Antony and Cleopatra is a 1959 Australian television play based on the play by William Shakespeare.

It was broadcast live in Melbourne then recorded and screened in Sydney. The ABC also broadcast a production of Hamlet at the same time, which was broadcast live in Sydney then recorded and screened in Melbourne. It was the ABC's first live Shakespeare play.

Cast
Bettie Kauffman as Cleopatra
Keith Eden as Antony
Kevin Miles as Caesar
Laurier Lange as Lepidus
Edward Howell as Agrippa
Judith Godden as Charmain
Paul Bacon as Alexas
Beverly Dunn as Octavia
Frank Gatliff as Pompey
John Morgan as Menas
Keith Hudson as Eros
Alan Tobin as Procuecius
Colin Eaton as Soothsayer
Philip Stainton as Clown
Hugh McDermott as first messenger
George Ogilvie as second messenger
Alan Hopgood as first soldier
Alan Morley as second soldier
Ken Goodlet as Enobarus
Soula Paulay, R de Winter, Antonio Rodrigues and Albert la Guerre as Cleopatra's attendants
Nevil Thurgood, John Godfrey and Peter Diess as soldiers

Production
Arthur Chipper did the adaptation, which made a number of alterations from the play, including reducing the characters and opening it in Rome not Alexandria.
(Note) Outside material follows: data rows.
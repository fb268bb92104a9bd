//! # Error Types
//!
//! This module defines error types used throughout the nider library.
//!
//! Non-fatal conditions (canvas growth, inferred colors) are not errors;
//! see [`crate::notice::Notice`].

use std::path::PathBuf;
use thiserror::Error;

/// Main error type for nider operations
#[derive(Debug, Error)]
pub enum NiderError {
    /// Invalid construction parameters (empty content, bad size, unwritable path)
    #[error("Configuration error: {0}")]
    Configuration(String),

    /// A texture, photo or font file does not exist
    #[error("Can't find {kind} {}", path.display())]
    ResourceNotFound {
        kind: &'static str,
        path: PathBuf,
    },

    /// Font data could not be parsed
    #[error("Font error: {0}")]
    Font(String),

    /// Color string could not be parsed
    #[error("Color error: {0}")]
    Color(String),

    /// Image decoding/encoding error
    #[error("Image error: {0}")]
    Image(#[from] image::ImageError),

    /// Malformed job file
    #[error("Job error: {0}")]
    Job(#[from] serde_json::Error),

    /// I/O error wrapper
    #[error("I/O error: {0}")]
    Io(#[from] std::io::Error),
}

/// Result alias used across the crate.
pub type Result<T> = std::result::Result<T, NiderError>;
It was shot at ABC's studios in Rippon Lea. It used a cast of 24, 15 speaking parts, ten sets and 31 scenes. The set was designed by Jon Peters. It was Keith Eden's first performance as a "straight" actor on TV - he was better known as a radio actor. There were 31 scene changes. Keith Clarke did costumes.

Reception
"Janus", the TV critic for The Age thought the play was "not for television."

Another critic for the same paper said it "was a gallant and praiseworthy attempt in the face of heavy odds" but did not think the play suitable for television although he liked the two lead performances.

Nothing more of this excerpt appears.